Family lobbies Oklahomans to return looted art

OKLAHOMA CITY —

The son of an aging Holocaust survivor pleaded with legislators Monday to encourage the University of Oklahoma to return a piece of art that he and his mother claim was stolen by the Nazis during the invasion of Paris.

Leone Meyer, whose entire family was killed at the Auschwitz concentration camp when she was a young girl, has sued OU for the return of Camille Pissarro’s 1886 oil painting, "Shepherdess Bringing In Sheep," also known as “La Bergere,” valued at more than $1 million.

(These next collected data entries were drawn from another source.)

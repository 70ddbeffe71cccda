use std::sync::Arc;
use std::time::Duration;

use tokio::task::JoinHandle;
use snafu::OptionExt;
use tokio::time::{Instant, MissedTickBehavior};
use tokio_util::sync::CancellationToken;

use crate::error::{PollerTransitionSnafu, RefreshFailedSnafu, SyncResult};
use crate::resolver::BoxFuture;

pub const DEFAULT_POLL_INTERVAL: Duration = Duration::from_millis(2_000);

/// SDK capability that re-fetches the thread and writes the result into shared state.
pub trait ThreadClient: Send + Sync {
    fn refresh_thread<'a>(&'a self) -> BoxFuture<'a, SyncResult<()>>;
}

#[derive(Debug, Clone, Copy, PartialEq, Eq)]
pub enum PollerState {
    Idle,
    Running,
    /// Terminal; a remounted view builds a new poller.
    Stopped,
}

/// Fixed-interval thread refresh owned by the chat screen's lifetime.
pub struct ThreadPoller {
    client: Arc<dyn ThreadClient>,
    interval: Duration,
    refresh_timeout: Duration,
    state: PollerState,
    cancel: CancellationToken,
    task: Option<JoinHandle<()>>,
}

impl ThreadPoller {
    pub fn new(client: Arc<dyn ThreadClient>) -> Self {
        Self::with_interval(client, DEFAULT_POLL_INTERVAL)
    }

    /// The refresh timeout defaults to one interval.
    pub fn with_interval(client: Arc<dyn ThreadClient>, interval: Duration) -> Self {
        Self {
            client,
            interval,
            refresh_timeout: interval,
            state: PollerState::Idle,
            cancel: CancellationToken::new(),
            task: None,
        }
    }

    pub fn state(&self) -> PollerState {
        self.state
    }

    pub fn interval(&self) -> Duration {
        self.interval
    }

    /// Bounds each refresh; an expired refresh is abandoned and logged as a failure.
    pub fn with_refresh_timeout(mut self, refresh_timeout: Duration) -> Self {
        self.refresh_timeout = refresh_timeout;
        self
    }

    pub fn refresh_timeout(&self) -> Duration {
        self.refresh_timeout
    }

    /// Spawns the ticking task; the first refresh fires one full interval from now.
    ///
    /// Must be called from within a tokio runtime.
    pub fn start(&mut self) -> SyncResult<()> {
        if self.state != PollerState::Idle {
            return PollerTransitionSnafu {
                stage: "poller-start",
                from: self.state,
            }
            .fail();
        }

        let task = tokio::spawn(run_poll_loop(
            self.client.clone(),
            self.interval,
            self.refresh_timeout,
            self.cancel.clone(),
        ));
        self.task = Some(task);
        self.state = PollerState::Running;
        tracing::debug!(
            interval_ms = self.interval.as_millis() as u64,
            "thread poller started"
        );
        Ok(())
    }

    /// Cancels the timer and any in-flight refresh. Safe to call repeatedly or before `start`.
    pub fn stop(&mut self) {
        if self.state == PollerState::Stopped {
            return;
        }

        self.cancel.cancel();
        if let Some(task) = self.task.take() {
            task.abort();
        }
        tracing::debug!(from = ?self.state, "thread poller stopped");
        self.state = PollerState::Stopped;
    }
}

impl Drop for ThreadPoller {
    fn drop(&mut self) {
        self.stop();
    }
}

async fn run_poll_loop(
    client: Arc<dyn ThreadClient>,
    interval: Duration,
    refresh_timeout: Duration,
    cancel: CancellationToken,
) {
    let mut ticker = tokio::time::interval_at(Instant::now() + interval, interval);
    ticker.set_missed_tick_behavior(MissedTickBehavior::Delay);

    loop {
        tokio::select! {
            biased;
            _ = cancel.cancelled() => break,
            _ = ticker.tick() => {}
        }

        tokio::select! {
            biased;
            _ = cancel.cancelled() => break,
            result = bounded_refresh(client.as_ref(), refresh_timeout) => {
                // Failures belong to the SDK's error surface; keep ticking regardless.
                if let Err(error) = result {
                    tracing::warn!(error = %error, "thread refresh failed");
                }
            }
        }
    }
}

async fn bounded_refresh(client: &dyn ThreadClient, refresh_timeout: Duration) -> SyncResult<()> {
    tokio::time::timeout(refresh_timeout, client.refresh_thread())
        .await
        .ok()
        .context(RefreshFailedSnafu {
            stage: "refresh-thread-timeout",
            details: format!("no response within {}ms", refresh_timeout.as_millis()),
        })?
}
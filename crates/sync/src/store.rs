use std::sync::Arc;
use std::sync::atomic::{AtomicBool, Ordering};

use arc_swap::ArcSwap;
use tokio::sync::watch;

use crate::cache::{DecorationCache, DecorationMap, DecorationSnapshot};
use crate::types::{
    EnrichmentRecord, Identity, ParticipantRecord, Revision, RosterSnapshot, ThreadSnapshot,
};

/// Latest revision of each store field, published on every mutation.
#[derive(Debug, Clone, Copy, PartialEq, Eq, Default)]
pub struct StoreRevisions {
    pub roster: Revision,
    pub decorations: Revision,
    pub thread: Revision,
    /// Bumped each time the SDK reports a failure to load thread members.
    pub members_error: Revision,
}

/// Application state shared by the chat screen, the poller's SDK client and the reconciler.
///
/// Passed around as `Arc<ChatStore>`; there is no global instance.
pub struct ChatStore {
    roster: ArcSwap<RosterSnapshot>,
    decorations: DecorationCache,
    thread: ArcSwap<ThreadSnapshot>,
    removal_denied: AtomicBool,
    members_error: AtomicBool,
    revisions: watch::Sender<StoreRevisions>,
}

impl ChatStore {
    pub fn new() -> Self {
        let (revisions, _) = watch::channel(StoreRevisions::default());
        Self {
            roster: ArcSwap::from_pointee(RosterSnapshot::default()),
            decorations: DecorationCache::new(),
            thread: ArcSwap::from_pointee(ThreadSnapshot::default()),
            removal_denied: AtomicBool::new(false),
            members_error: AtomicBool::new(false),
            revisions,
        }
    }

    pub fn shared() -> Arc<Self> {
        Arc::new(Self::new())
    }

    pub fn subscribe(&self) -> watch::Receiver<StoreRevisions> {
        self.revisions.subscribe()
    }

    pub fn revisions(&self) -> StoreRevisions {
        *self.revisions.borrow()
    }

    pub fn roster(&self) -> Arc<RosterSnapshot> {
        self.roster.load_full()
    }

    /// Publishes a fresh roster. Always bumps the revision, even for identical content,
    /// because every refresh is a new snapshot.
    pub fn set_roster(&self, participants: Vec<ParticipantRecord>) -> Revision {
        let previous = self.roster.rcu(|current| {
            Arc::new(RosterSnapshot {
                revision: current.revision.next(),
                participants: participants.clone(),
            })
        });
        let revision = previous.revision.next();
        self.revisions.send_modify(|revisions| revisions.roster = revision);
        revision
    }

    pub fn decorations(&self) -> Arc<DecorationSnapshot> {
        self.decorations.snapshot()
    }

    pub fn decoration(&self, identity: &Identity) -> Option<EnrichmentRecord> {
        self.decorations.get(identity)
    }

    /// The only write path into the decoration cache: replaces it in one commit.
    pub fn commit_decorations(&self, entries: DecorationMap) -> Revision {
        let revision = self.decorations.set_all(entries);
        self.publish_decorations(revision);
        revision
    }

    /// Commit computed against the live entries; see [`DecorationCache::update`].
    pub fn commit_decorations_with<F>(&self, merge: F) -> Option<Revision>
    where
        F: FnMut(&DecorationMap) -> Option<DecorationMap>,
    {
        let revision = self.decorations.update(merge)?;
        self.publish_decorations(revision);
        Some(revision)
    }

    pub fn thread(&self) -> Arc<ThreadSnapshot> {
        self.thread.load_full()
    }

    pub fn set_thread_topic(&self, topic: Option<String>) -> Revision {
        let previous = self.thread.rcu(|current| {
            Arc::new(ThreadSnapshot {
                revision: current.revision.next(),
                topic: topic.clone(),
            })
        });
        let revision = previous.revision.next();
        self.revisions.send_modify(|revisions| revisions.thread = revision);
        revision
    }

    pub fn flag_removal_denied(&self) {
        self.removal_denied.store(true, Ordering::SeqCst);
    }

    /// Returns whether a removal was denied since the last call, and clears the flag.
    pub fn take_removal_denied(&self) -> bool {
        self.removal_denied.swap(false, Ordering::SeqCst)
    }

    /// Raised by the thread client when the member list could not be loaded.
    pub fn flag_members_error(&self) {
        self.members_error.store(true, Ordering::SeqCst);
        self.revisions
            .send_modify(|revisions| revisions.members_error = revisions.members_error.next());
    }

    /// Returns whether a member-list failure was reported since the last call, and clears it.
    pub fn take_members_error(&self) -> bool {
        self.members_error.swap(false, Ordering::SeqCst)
    }

    fn publish_decorations(&self, revision: Revision) {
        self.revisions.send_modify(|revisions| {
            // Commits can race; never move the published revision backwards.
            if revision > revisions.decorations {
                revisions.decorations = revision;
            }
        });
    }
}

impl Default for ChatStore {
    fn default() -> Self {
        Self::new()
    }
}

#[cfg(test)]
mod tests {
    use super::*;

    #[test]
    fn every_roster_publish_is_a_new_revision() {
        let store = ChatStore::new();
        let roster = vec![ParticipantRecord::new("u1", "Ada")];

        let first = store.set_roster(roster.clone());
        let second = store.set_roster(roster);

        assert!(second > first);
        assert_eq!(store.roster().revision, second);
        assert_eq!(store.revisions().roster, second);
    }

    #[tokio::test]
    async fn subscribers_see_decoration_commits() {
        let store = ChatStore::new();
        let mut revisions = store.subscribe();

        let mut entries = DecorationMap::new();
        entries.insert(Identity::from("u1"), EnrichmentRecord::new("🙂"));
        let revision = store.commit_decorations(entries);

        revisions.changed().await.expect("store alive");
        assert_eq!(revisions.borrow_and_update().decorations, revision);
        assert_eq!(
            store.decoration(&Identity::from("u1")),
            Some(EnrichmentRecord::new("🙂"))
        );
    }

    #[test]
    fn removal_denied_flag_is_taken_once() {
        let store = ChatStore::new();
        assert!(!store.take_removal_denied());

        store.flag_removal_denied();
        assert!(store.take_removal_denied());
        assert!(!store.take_removal_denied());
    }

    #[tokio::test]
    async fn members_error_is_published_and_taken_once() {
        let store = ChatStore::new();
        let mut revisions = store.subscribe();
        assert!(!store.take_members_error());

        store.flag_members_error();

        revisions.changed().await.expect("store alive");
        assert_eq!(
            revisions.borrow_and_update().members_error,
            Revision::new(1)
        );
        assert!(store.take_members_error());
        assert!(!store.take_members_error());
    }

    #[test]
    fn thread_topic_updates_publish_revision() {
        let store = ChatStore::new();
        let revision = store.set_thread_topic(Some("Standup".to_string()));

        assert_eq!(store.thread().existing_topic(), Some("Standup"));
        assert_eq!(store.revisions().thread, revision);
    }
}
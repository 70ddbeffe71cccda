#![deny(unsafe_code)]

//! Participant decoration sync and thread polling for the huddle chat client.
//!
//! [`ChatStore`] is the shared state, [`RosterReconciler`] keeps its decoration cache in
//! line with its roster, [`ReconcileDriver`] runs the reconciler on every change and
//! [`ThreadPoller`] refreshes the thread on a fixed interval.

pub mod cache;
pub mod driver;
pub mod error;
pub mod poller;
pub mod reconciler;
pub mod resolver;
pub mod store;
pub mod types;

pub use cache::{DecorationCache, DecorationMap, DecorationSnapshot};
pub use driver::ReconcileDriver;
pub use error::{SyncError, SyncResult};
pub use poller::{DEFAULT_POLL_INTERVAL, PollerState, ThreadClient, ThreadPoller};
pub use reconciler::{
    DEFAULT_EVICT_AFTER_SNAPSHOTS, PassOutcome, PassReport, ReconcileConfig, RosterReconciler,
    SkipReason, SnapshotKey,
};
pub use resolver::{
    BoxFuture, DEFAULT_LOOKUP_TIMEOUT, EnrichmentResolver, EnrichmentSource,
    StaticEnrichmentSource,
};
pub use store::{ChatStore, StoreRevisions};
pub use types::{
    EnrichmentRecord, Identity, ParticipantRecord, PassId, Revision, RosterSnapshot,
    ThreadSnapshot,
};
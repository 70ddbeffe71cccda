use std::path::{Path, PathBuf};
use std::sync::Arc;
use std::time::Duration;

use arc_swap::ArcSwap;
use figment::{
    Figment,
    providers::{Env, Format, Json, Serialized},
};
use huddle_sync::{
    DEFAULT_EVICT_AFTER_SNAPSHOTS, DEFAULT_LOOKUP_TIMEOUT, DEFAULT_POLL_INTERVAL, ReconcileConfig,
};
use serde::{Deserialize, Serialize};
use snafu::{ResultExt, Snafu};

pub const SETTINGS_DIRECTORY_NAME: &str = "huddle";
pub const SETTINGS_FILE_NAME: &str = "settings.json";
pub const SETTINGS_ENV_PREFIX: &str = "HUDDLE_";

pub const DEFAULT_MAX_TOPIC_LENGTH: usize = 30;
pub const DEFAULT_TYPING_WINDOW_MS: u64 = 8_000;
pub const DEFAULT_PEOPLE_PANE_MIN_WIDTH: u32 = 600;

const MIN_POLL_INTERVAL_MS: u64 = 100;

#[derive(Debug, Clone, PartialEq, Eq, Serialize, Deserialize)]
pub struct ChatSettings {
    #[serde(default = "default_poll_interval_ms")]
    pub poll_interval_ms: u64,
    #[serde(default = "default_lookup_timeout_ms")]
    pub lookup_timeout_ms: u64,
    #[serde(default = "default_evict_after_snapshots")]
    pub evict_after_snapshots: Option<u32>,
    #[serde(default = "default_max_topic_length")]
    pub max_topic_length: usize,
    #[serde(default = "default_typing_window_ms")]
    pub typing_window_ms: u64,
    #[serde(default = "default_people_pane_min_width")]
    pub people_pane_min_width: u32,
}

impl Default for ChatSettings {
    fn default() -> Self {
        Self {
            poll_interval_ms: default_poll_interval_ms(),
            lookup_timeout_ms: default_lookup_timeout_ms(),
            evict_after_snapshots: default_evict_after_snapshots(),
            max_topic_length: default_max_topic_length(),
            typing_window_ms: default_typing_window_ms(),
            people_pane_min_width: default_people_pane_min_width(),
        }
    }
}

impl ChatSettings {
    pub fn poll_interval(&self) -> Duration {
        Duration::from_millis(self.poll_interval_ms)
    }

    pub fn lookup_timeout(&self) -> Duration {
        Duration::from_millis(self.lookup_timeout_ms)
    }

    pub fn typing_window(&self) -> Duration {
        Duration::from_millis(self.typing_window_ms)
    }

    pub fn reconcile_config(&self) -> ReconcileConfig {
        ReconcileConfig {
            evict_after_snapshots: self.evict_after_snapshots,
        }
    }

    /// Clamps values that would stall or spin the poller and reconciler.
    pub fn normalized(mut self) -> Self {
        self.poll_interval_ms = self.poll_interval_ms.max(MIN_POLL_INTERVAL_MS);
        self.lookup_timeout_ms = self.lookup_timeout_ms.max(1);
        self.max_topic_length = self.max_topic_length.max(1);
        // Zero would evict every decoration on the first snapshot that lacks it.
        self.evict_after_snapshots = self.evict_after_snapshots.map(|count| count.max(1));
        self
    }
}

pub struct SettingsStore {
    settings: Arc<ArcSwap<ChatSettings>>,
    config_path: PathBuf,
}

impl SettingsStore {
    pub fn default_config_dir() -> PathBuf {
        dirs::config_dir()
            .map(|path| path.join(SETTINGS_DIRECTORY_NAME))
            .unwrap_or_else(|| PathBuf::from(".huddle"))
    }

    pub fn default_config_path() -> PathBuf {
        Self::default_config_dir().join(SETTINGS_FILE_NAME)
    }

    pub fn new(config_path: PathBuf) -> Self {
        let settings = Self::load_from_disk(&config_path);
        Self {
            settings: Arc::new(ArcSwap::from_pointee(settings)),
            config_path,
        }
    }

    pub fn load() -> Self {
        Self::new(Self::default_config_path())
    }

    pub fn config_path(&self) -> &Path {
        &self.config_path
    }

    pub fn settings(&self) -> Arc<ChatSettings> {
        self.settings.load_full()
    }

    pub fn update(&self, settings: ChatSettings) -> Result<(), SettingsError> {
        let normalized_settings = settings.normalized();
        self.persist(&normalized_settings)?;
        self.settings.store(Arc::new(normalized_settings));
        Ok(())
    }

    fn load_from_disk(path: &Path) -> ChatSettings {
        let mut figment = Figment::from(Serialized::defaults(ChatSettings::default()));
        if path.exists() {
            figment = figment.merge(Json::file(path));
        } else {
            tracing::info!("settings file not found at {:?}, using defaults", path);
        }
        figment = figment.merge(Env::prefixed(SETTINGS_ENV_PREFIX));

        match figment.extract::<ChatSettings>() {
            Ok(settings) => settings.normalized(),
            Err(error) => {
                tracing::warn!(
                    "failed to parse settings from {:?}: {}. using defaults",
                    path,
                    error
                );
                ChatSettings::default()
            }
        }
    }

    fn persist(&self, settings: &ChatSettings) -> Result<(), SettingsError> {
        if let Some(parent) = self.config_path.parent() {
            std::fs::create_dir_all(parent).context(CreateDirSnafu {
                stage: "create-settings-directory",
                path: parent.to_path_buf(),
            })?;
        }

        let content = serde_json::to_string_pretty(settings).context(SerializeConfigSnafu {
            stage: "serialize-settings-json",
        })?;

        let temp_path = self.config_path.with_extension("json.tmp");
        std::fs::write(&temp_path, content).context(WriteFileSnafu {
            stage: "write-temporary-settings-file",
            path: temp_path.clone(),
        })?;

        std::fs::rename(&temp_path, &self.config_path).context(RenameTempFileSnafu {
            stage: "rename-temporary-settings-file",
            from: temp_path,
            to: self.config_path.clone(),
        })?;

        tracing::info!("saved settings to {:?}", self.config_path);
        Ok(())
    }
}

#[derive(Debug, Snafu)]
#[snafu(visibility(pub(crate)))]
pub enum SettingsError {
    #[snafu(display("failed to create settings directory at {path:?} on `{stage}`: {source}"))]
    CreateDir {
        stage: &'static str,
        path: PathBuf,
        source: std::io::Error,
    },
    #[snafu(display("failed to serialize settings on `{stage}`: {source}"))]
    SerializeConfig {
        stage: &'static str,
        source: serde_json::Error,
    },
    #[snafu(display("failed to write settings file at {path:?} on `{stage}`: {source}"))]
    WriteFile {
        stage: &'static str,
        path: PathBuf,
        source: std::io::Error,
    },
    #[snafu(display(
        "failed to replace settings file from {from:?} to {to:?} on `{stage}`: {source}"
    ))]
    RenameTempFile {
        stage: &'static str,
        from: PathBuf,
        to: PathBuf,
        source: std::io::Error,
    },
}

fn default_poll_interval_ms() -> u64 {
    DEFAULT_POLL_INTERVAL.as_millis() as u64
}

fn default_lookup_timeout_ms() -> u64 {
    DEFAULT_LOOKUP_TIMEOUT.as_millis() as u64
}

fn default_evict_after_snapshots() -> Option<u32> {
    Some(DEFAULT_EVICT_AFTER_SNAPSHOTS)
}

fn default_max_topic_length() -> usize {
    DEFAULT_MAX_TOPIC_LENGTH
}

fn default_typing_window_ms() -> u64 {
    DEFAULT_TYPING_WINDOW_MS
}

fn default_people_pane_min_width() -> u32 {
    DEFAULT_PEOPLE_PANE_MIN_WIDTH
}
//! Pure projection of [`AppState`] into a renderable view tree.

use crate::index::{paragraph_dom_id, source_key};
use crate::search::{self, MAX_DISPLAY_RESULTS, Segment};
use crate::source::{Source, collapse_whitespace};
use crate::state::{AppState, plural};
use serde::Serialize;

const TOC_SNIPPET_CHARS: usize = 80;
const NO_SOURCE_TITLE: &str = "Select a source";

#[derive(Debug, Clone, PartialEq, Eq, Serialize)]
pub struct PageView {
    pub status: String,
    pub sources: Vec<SourceItem>,
    pub header: HeaderView,
    pub toc: TocView,
    pub content: Vec<ContentSection>,
    pub search: SearchPanel,
    pub definitions: Vec<DefinitionCard>,
    pub selection: Option<SelectionPanel>,
}

#[derive(Debug, Clone, PartialEq, Eq, Serialize)]
pub struct SourceItem {
    pub id: String,
    pub title: String,
    pub active: bool,
}

#[derive(Debug, Clone, PartialEq, Eq, Serialize)]
pub struct HeaderView {
    pub title: String,
    pub meta: String,
}

#[derive(Debug, Clone, PartialEq, Eq, Serialize)]
pub struct TocView {
    pub meta: String,
    pub sections: Vec<TocSection>,
}

#[derive(Debug, Clone, PartialEq, Eq, Serialize)]
pub struct TocSection {
    pub label: String,
    /// First paragraph of the section; `None` disables the link.
    pub target: Option<String>,
    pub rows: Vec<TocRow>,
}

#[derive(Debug, Clone, PartialEq, Eq, Serialize)]
pub struct TocRow {
    pub number: String,
    pub snippet: String,
    pub target: String,
}

#[derive(Debug, Clone, PartialEq, Eq, Serialize)]
pub struct ContentSection {
    pub heading: Option<String>,
    pub paragraphs: Vec<ParagraphView>,
}

#[derive(Debug, Clone, PartialEq, Eq, Serialize)]
pub struct ParagraphView {
    pub dom_id: String,
    pub segments: Vec<Segment>,
}

#[derive(Debug, Clone, PartialEq, Eq, Serialize)]
pub struct SearchPanel {
    pub term: String,
    pub summary: String,
    pub results: Vec<ResultItem>,
    /// Shown when a search ran and nothing matched.
    pub empty_message: Option<String>,
    /// Shown when results were cut to the display cap.
    pub more_note: Option<String>,
}

#[derive(Debug, Clone, PartialEq, Eq, Serialize)]
pub struct ResultItem {
    pub position: usize,
    pub source_id: String,
    pub dom_id: String,
    pub title: String,
    pub segments: Vec<Segment>,
}

#[derive(Debug, Clone, PartialEq, Eq, Serialize)]
pub struct DefinitionCard {
    pub key: String,
    pub phrase: String,
    pub definition: String,
    pub occurrences: usize,
    pub meta: String,
}

#[derive(Debug, Clone, PartialEq, Eq, Serialize)]
pub struct SelectionPanel {
    pub phrase: String,
    pub draft: String,
    pub error: Option<String>,
}

pub fn render(state: &AppState) -> PageView {
    let active = state.active_source();
    let term = state.search_term();
    PageView {
        status: state.status().to_string(),
        sources: render_source_list(state),
        header: render_header(active.map(|(_, source)| source)),
        toc: render_toc(active),
        content: active
            .map(|(position, source)| render_content(position, source, term))
            .unwrap_or_default(),
        search: render_search(state),
        definitions: render_definitions(state),
        selection: state.selection().map(|selection| SelectionPanel {
            phrase: selection.phrase.clone(),
            draft: selection.draft.clone(),
            error: selection.error.clone(),
        }),
    }
}

fn render_source_list(state: &AppState) -> Vec<SourceItem> {
    let active = state.active_source_id();
    state
        .sources()
        .iter()
        .map(|source| SourceItem {
            id: source.id.clone(),
            title: source.title.clone(),
            active: Some(source.id.as_str()) == active,
        })
        .collect()
}

fn render_header(source: Option<&Source>) -> HeaderView {
    match source {
        Some(source) => HeaderView {
            title: source.title.clone(),
            meta: format!(
                "{} sections, {} paragraphs",
                source.sections.len(),
                source.paragraph_count()
            ),
        },
        None => HeaderView {
            title: NO_SOURCE_TITLE.to_string(),
            meta: String::new(),
        },
    }
}

pub fn render_toc(active: Option<(usize, &Source)>) -> TocView {
    let Some((position, source)) = active else {
        return TocView {
            meta: NO_SOURCE_TITLE.to_string(),
            sections: Vec::new(),
        };
    };
    let key = source_key(position);
    let chapters = source.sections.len();
    let paragraphs = source.paragraph_count();
    let meta = format!(
        "{chapters} {}, {paragraphs} {}",
        plural(chapters, "chapter", "chapters"),
        plural(paragraphs, "paragraph", "paragraphs"),
    );
    let sections = source
        .sections
        .iter()
        .enumerate()
        .map(|(section_index, section)| {
            let label = if section.has_heading() {
                section.heading.clone()
            } else {
                format!("Chapter {}", section_index + 1)
            };
            let target = (!section.paragraphs.is_empty())
                .then(|| paragraph_dom_id(&key, section_index, 0));
            let rows = section
                .paragraphs
                .iter()
                .enumerate()
                .map(|(paragraph_index, text)| TocRow {
                    number: format!("{}.{}", section_index + 1, paragraph_index + 1),
                    snippet: toc_snippet(text),
                    target: paragraph_dom_id(&key, section_index, paragraph_index),
                })
                .collect();
            TocSection {
                label,
                target,
                rows,
            }
        })
        .collect();
    TocView { meta, sections }
}

pub fn render_content(position: usize, source: &Source, term: &str) -> Vec<ContentSection> {
    let key = source_key(position);
    source
        .sections
        .iter()
        .enumerate()
        .map(|(section_index, section)| ContentSection {
            heading: section.has_heading().then(|| section.heading.clone()),
            paragraphs: section
                .paragraphs
                .iter()
                .enumerate()
                .map(|(paragraph_index, text)| ParagraphView {
                    dom_id: paragraph_dom_id(&key, section_index, paragraph_index),
                    segments: search::highlight(text, term),
                })
                .collect(),
        })
        .collect()
}

fn render_search(state: &AppState) -> SearchPanel {
    let Some(active) = state.search() else {
        return SearchPanel {
            term: String::new(),
            summary: "Search across all sources.".to_string(),
            results: Vec::new(),
            empty_message: None,
            more_note: None,
        };
    };
    let outcome = &active.outcome;
    let hits = outcome.total_hits;
    let paragraphs = outcome.paragraph_count();
    let summary = format!(
        "{hits} {} in {paragraphs} {}.",
        plural(hits, "hit", "hits"),
        plural(paragraphs, "paragraph", "paragraphs"),
    );
    let results = outcome
        .displayed()
        .iter()
        .enumerate()
        .map(|(position, hit)| ResultItem {
            position,
            source_id: hit.source_id.clone(),
            dom_id: hit.dom_id.clone(),
            title: result_title(&hit.source_title, &hit.heading, hit.count),
            segments: search::highlight(&hit.snippet, &active.term),
        })
        .collect();
    SearchPanel {
        term: active.term.clone(),
        summary,
        results,
        empty_message: outcome
            .results
            .is_empty()
            .then(|| "No matches found.".to_string()),
        more_note: outcome
            .truncated()
            .then(|| format!("Showing first {MAX_DISPLAY_RESULTS} matches.")),
    }
}

pub fn result_title(source_title: &str, heading: &str, count: usize) -> String {
    if heading.is_empty() {
        format!("{source_title} ({count})")
    } else {
        format!("{source_title} - {heading} ({count})")
    }
}

fn render_definitions(state: &AppState) -> Vec<DefinitionCard> {
    state
        .definitions()
        .sorted()
        .into_iter()
        .map(|definition| {
            let occurrences = search::count_across(state.index(), &definition.phrase);
            DefinitionCard {
                key: definition.key.clone(),
                phrase: definition.phrase.clone(),
                definition: definition.definition.clone(),
                occurrences,
                meta: format!(
                    "{occurrences} {} found",
                    plural(occurrences, "instance", "instances")
                ),
            }
        })
        .collect()
}

fn toc_snippet(text: &str) -> String {
    let clean = collapse_whitespace(text);
    if clean.chars().count() <= TOC_SNIPPET_CHARS {
        return clean;
    }
    let head: String = clean.chars().take(TOC_SNIPPET_CHARS).collect();
    format!("{}...", head.trim_end())
}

The painting was one of 33 donated to OU from the private collection of Aaron and Clara Weitzenhoffer following her death from cancer in 2000. It hung on a wall of the Fred Jones Jr. Museum of Art for more than a decade before Meyer’s family realized it was there and asked for its return in December 2012.

Failing health prevented Meyer, who is in her 70s, from attending the hearing at the State Capitol. Meyer, who was adopted after World War II by Raoul Meyer and Yvonne Bader, now lives in Paris. Her adult son, Raphael, spoke on her behalf.

In 1940, Raoul Meyer attempted to safeguard a considerable collection of paintings at a bank. But the Nazis seized the bank in 1941 and stole the collection — including “La Bergere.”

The Meyer family has since recovered most of the collection. Raphael Meyer described the family's hunt for five or so remaining pieces of art stolen by the Nazis. They were at first excited to discover through an online search that one of the paintings was at OU, he said, then dismayed when the university would not return it.

In May 2013, the family sued in a federal court in New York seeking the painting's return. Raphael Meyer said all his mother wants is the painting back.

In a written statement following Monday’s hearing, the university noted that while the painting is displayed by the museum, it actually belongs to the OU Foundation, as do most private gifts to the university.